:: RECORDS FOR THE EXERCISE

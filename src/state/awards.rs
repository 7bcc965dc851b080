//! Awards registry: definitions, recipient ledgers, and issuance events.

use crate::auth::{Session, require_editor};
use crate::error::{PortalError, PortalResult};
use crate::state::PersonnelId;
use chrono::{DateTime, Utc};
use dashmap::DashMap;
use parking_lot::RwLock;
use std::sync::Arc;
use tracing::{debug, info};
use uuid::Uuid;

/// Unique identity of an award definition.
#[derive(Debug, Clone, Copy, PartialEq, Eq, Hash)]
pub struct AwardId(Uuid);

impl AwardId {
    pub(crate) fn generate() -> Self {
        Self(Uuid::new_v4())
    }
}

impl std::fmt::Display for AwardId {
    fn fmt(&self, f: &mut std::fmt::Formatter<'_>) -> std::fmt::Result {
        self.0.fmt(f)
    }
}

/// One issuance recorded in an award's ledger.
#[derive(Debug, Clone, PartialEq, Eq)]
pub struct LedgerEntry {
    pub recipient: PersonnelId,
    pub granted_at: DateTime<Utc>,
}

/// An award definition and its recipient ledger.
///
/// Invariant: a recipient appears at most once in the ledger.
#[derive(Debug, Clone, PartialEq, Eq)]
pub struct Award {
    pub id: AwardId,
    pub name: String,
    /// Icon glyph shown next to the name (e.g. a medal emoji).
    pub icon: String,
    pub ledger: Vec<LedgerEntry>,
}

impl Award {
    /// Whether the recipient already holds this award.
    pub fn holds(&self, recipient: PersonnelId) -> bool {
        self.ledger.iter().any(|e| e.recipient == recipient)
    }
}

/// Outbound signal emitted when an award is issued.
#[derive(Debug, Clone, PartialEq, Eq)]
pub struct AwardGranted {
    pub recipient: PersonnelId,
    pub award_id: AwardId,
    pub award_name: String,
    pub award_icon: String,
}

/// Observer for issuance events (Portal wires this to the badge list).
pub trait AwardObserver: Send + Sync {
    fn on_award_granted(&self, event: &AwardGranted);
    fn on_award_revoked(&self, recipient: PersonnelId, award_name: &str);
}

/// Manages award definitions and their ledgers.
pub struct AwardsManager {
    awards: DashMap<AwardId, Award>,
    /// Creation order, the registry's canonical listing order.
    order: RwLock<Vec<AwardId>>,
    observer: Option<Arc<dyn AwardObserver>>,
}

impl AwardsManager {
    pub fn new() -> Self {
        Self {
            awards: DashMap::new(),
            order: RwLock::new(Vec::new()),
            observer: None,
        }
    }

    /// Set the issuance observer.
    pub fn set_observer(&mut self, observer: Arc<dyn AwardObserver>) {
        self.observer = Some(observer);
    }

    /// Create a new award definition. Moderator-or-admin only.
    pub fn create_award(
        &self,
        session: Option<&Session>,
        name: &str,
        icon: &str,
    ) -> PortalResult<Award> {
        require_editor(session)?;
        let name = name.trim();
        if name.is_empty() {
            return Err(PortalError::InvalidInput("award name is empty".into()));
        }

        let award = Award {
            id: AwardId::generate(),
            name: name.to_string(),
            icon: icon.to_string(),
            ledger: Vec::new(),
        };
        self.awards.insert(award.id, award.clone());
        self.order.write().push(award.id);
        info!(id = %award.id, name = %award.name, "Award created");
        Ok(award)
    }

    /// Delete an award definition and its ledger. Moderator-or-admin only.
    ///
    /// Every holder is reported to the observer so no badge outlives the
    /// award it came from.
    pub fn delete_award(&self, session: Option<&Session>, id: AwardId) -> PortalResult<()> {
        require_editor(session)?;
        let (_, award) = self
            .awards
            .remove(&id)
            .ok_or_else(|| PortalError::NotFound(format!("award {id}")))?;
        self.order.write().retain(|a| *a != id);
        if let Some(observer) = &self.observer {
            for entry in &award.ledger {
                observer.on_award_revoked(entry.recipient, &award.name);
            }
        }
        info!(id = %id, name = %award.name, "Award deleted");
        Ok(())
    }

    /// Issue an award to a recipient.
    ///
    /// The check-then-append runs under the award's entry lock, so the
    /// at-most-once-per-recipient invariant holds even with threaded callers.
    /// Does not verify the recipient exists in the directory; external
    /// callers issue through [`Portal::grant_award`](crate::state::Portal),
    /// which does.
    pub(crate) fn grant(
        &self,
        session: Option<&Session>,
        award_id: AwardId,
        recipient: PersonnelId,
        now: DateTime<Utc>,
    ) -> PortalResult<AwardGranted> {
        require_editor(session).inspect_err(|_| {
            debug!(award = %award_id, recipient = %recipient, "Award grant denied");
        })?;

        let event = self.append_entry(award_id, recipient, now)?;
        info!(award = %event.award_name, recipient = %recipient, "Award granted");
        if let Some(observer) = &self.observer {
            observer.on_award_granted(&event);
        }
        Ok(event)
    }

    /// Append a ledger entry under the award's entry lock.
    fn append_entry(
        &self,
        award_id: AwardId,
        recipient: PersonnelId,
        granted_at: DateTime<Utc>,
    ) -> PortalResult<AwardGranted> {
        let mut award = self
            .awards
            .get_mut(&award_id)
            .ok_or_else(|| PortalError::NotFound(format!("award {award_id}")))?;
        if award.holds(recipient) {
            return Err(PortalError::AlreadyAwarded);
        }
        award.ledger.push(LedgerEntry {
            recipient,
            granted_at,
        });
        Ok(AwardGranted {
            recipient,
            award_id,
            award_name: award.name.clone(),
            award_icon: award.icon.clone(),
        })
    }

    /// Remove a recipient's ledger entry.
    pub fn revoke(
        &self,
        session: Option<&Session>,
        award_id: AwardId,
        recipient: PersonnelId,
    ) -> PortalResult<()> {
        require_editor(session)?;

        let award_name = {
            let mut award = self
                .awards
                .get_mut(&award_id)
                .ok_or_else(|| PortalError::NotFound(format!("award {award_id}")))?;
            if !award.holds(recipient) {
                return Err(PortalError::NotAwarded);
            }
            award.ledger.retain(|e| e.recipient != recipient);
            award.name.clone()
        };

        info!(award = %award_name, recipient = %recipient, "Award revoked");
        if let Some(observer) = &self.observer {
            observer.on_award_revoked(recipient, &award_name);
        }
        Ok(())
    }

    /// Seed an award directly, bypassing the role gate (config fixture load).
    pub(crate) fn insert_award(&self, name: &str, icon: &str) -> PortalResult<Award> {
        let name = name.trim();
        if name.is_empty() {
            return Err(PortalError::InvalidInput("award name is empty".into()));
        }
        let award = Award {
            id: AwardId::generate(),
            name: name.to_string(),
            icon: icon.to_string(),
            ledger: Vec::new(),
        };
        self.awards.insert(award.id, award.clone());
        self.order.write().push(award.id);
        Ok(award)
    }

    /// Seed a ledger entry, bypassing the role gate but still enforcing
    /// per-recipient uniqueness and notifying the observer.
    pub(crate) fn seed_grant(
        &self,
        award_id: AwardId,
        recipient: PersonnelId,
        granted_at: DateTime<Utc>,
    ) -> PortalResult<()> {
        let event = self.append_entry(award_id, recipient, granted_at)?;
        if let Some(observer) = &self.observer {
            observer.on_award_granted(&event);
        }
        Ok(())
    }

    /// Look up a single award.
    pub fn get(&self, id: AwardId) -> Option<Award> {
        self.awards.get(&id).map(|a| a.value().clone())
    }

    /// All awards in creation order.
    pub fn list(&self) -> Vec<Award> {
        self.order
            .read()
            .iter()
            .filter_map(|id| self.awards.get(id))
            .map(|a| a.value().clone())
            .collect()
    }

    pub fn len(&self) -> usize {
        self.awards.len()
    }

    pub fn is_empty(&self) -> bool {
        self.awards.is_empty()
    }
}

impl Default for AwardsManager {
    fn default() -> Self {
        Self::new()
    }
}

#[cfg(test)]
mod tests {
    use super::*;
    use crate::auth::Role;
    use parking_lot::Mutex;

    fn moderator() -> Session {
        Session {
            id: PersonnelId::generate(),
            role: Role::Moderator,
        }
    }

    #[test]
    fn create_requires_editor() {
        let manager = AwardsManager::new();
        let user = Session {
            id: PersonnelId::generate(),
            role: Role::User,
        };
        assert_eq!(
            manager.create_award(Some(&user), "Medal", "X").unwrap_err(),
            PortalError::Unauthorized
        );
        assert_eq!(
            manager.create_award(None, "Medal", "X").unwrap_err(),
            PortalError::Unauthorized
        );
    }

    #[test]
    fn blank_award_name_is_invalid() {
        let manager = AwardsManager::new();
        let staff = moderator();
        assert_eq!(
            manager.create_award(Some(&staff), "  ", "X").unwrap_err(),
            PortalError::InvalidInput("award name is empty".into())
        );
    }

    #[test]
    fn double_grant_fails_and_keeps_one_ledger_entry() {
        let manager = AwardsManager::new();
        let staff = moderator();
        let award = manager
            .create_award(Some(&staff), "Medal for Valor", "M")
            .unwrap();
        let recipient = PersonnelId::generate();

        manager.grant(Some(&staff), award.id, recipient, Utc::now()).unwrap();
        let err = manager
            .grant(Some(&staff), award.id, recipient, Utc::now())
            .unwrap_err();
        assert_eq!(err, PortalError::AlreadyAwarded);
        assert_eq!(manager.get(award.id).unwrap().ledger.len(), 1);
    }

    #[test]
    fn revoke_without_entry_fails() {
        let manager = AwardsManager::new();
        let staff = moderator();
        let award = manager.create_award(Some(&staff), "Medal", "M").unwrap();

        let err = manager
            .revoke(Some(&staff), award.id, PersonnelId::generate())
            .unwrap_err();
        assert_eq!(err, PortalError::NotAwarded);
    }

    #[test]
    fn grant_then_revoke_round_trip() {
        let manager = AwardsManager::new();
        let staff = moderator();
        let award = manager.create_award(Some(&staff), "Medal", "M").unwrap();
        let recipient = PersonnelId::generate();

        manager.grant(Some(&staff), award.id, recipient, Utc::now()).unwrap();
        manager.revoke(Some(&staff), award.id, recipient).unwrap();
        assert!(manager.get(award.id).unwrap().ledger.is_empty());

        // After revocation a fresh grant is allowed again.
        manager.grant(Some(&staff), award.id, recipient, Utc::now()).unwrap();
    }

    #[test]
    fn observer_sees_grants_and_revocations() {
        #[derive(Default)]
        struct Recorder {
            events: Mutex<Vec<String>>,
        }
        impl AwardObserver for Recorder {
            fn on_award_granted(&self, event: &AwardGranted) {
                self.events.lock().push(format!("+{}", event.award_name));
            }
            fn on_award_revoked(&self, _recipient: PersonnelId, award_name: &str) {
                self.events.lock().push(format!("-{award_name}"));
            }
        }

        let recorder = Arc::new(Recorder::default());
        let mut manager = AwardsManager::new();
        manager.set_observer(recorder.clone());

        let staff = moderator();
        let award = manager.create_award(Some(&staff), "Medal", "M").unwrap();
        let recipient = PersonnelId::generate();
        manager.grant(Some(&staff), award.id, recipient, Utc::now()).unwrap();
        manager.revoke(Some(&staff), award.id, recipient).unwrap();

        assert_eq!(*recorder.events.lock(), vec!["+Medal", "-Medal"]);
    }

    #[test]
    fn list_preserves_creation_order_after_delete() {
        let manager = AwardsManager::new();
        let staff = moderator();
        let a = manager.create_award(Some(&staff), "A", "1").unwrap();
        let b = manager.create_award(Some(&staff), "B", "2").unwrap();
        let c = manager.create_award(Some(&staff), "C", "3").unwrap();

        manager.delete_award(Some(&staff), b.id).unwrap();
        let names: Vec<_> = manager.list().into_iter().map(|a| a.name).collect();
        assert_eq!(names, vec!["A", "C"]);
        assert!(manager.get(a.id).is_some());
        assert!(manager.get(c.id).is_some());
    }
}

::::

### TASK OBJECTIVE
Every line in the data that holds the string "struct" should be copied.

### EXERCISE ANSWER
pub struct AwardId(Uuid);
pub struct LedgerEntry {
pub struct Award {
pub struct AwardGranted {
pub struct AwardsManager {
        struct Recorder {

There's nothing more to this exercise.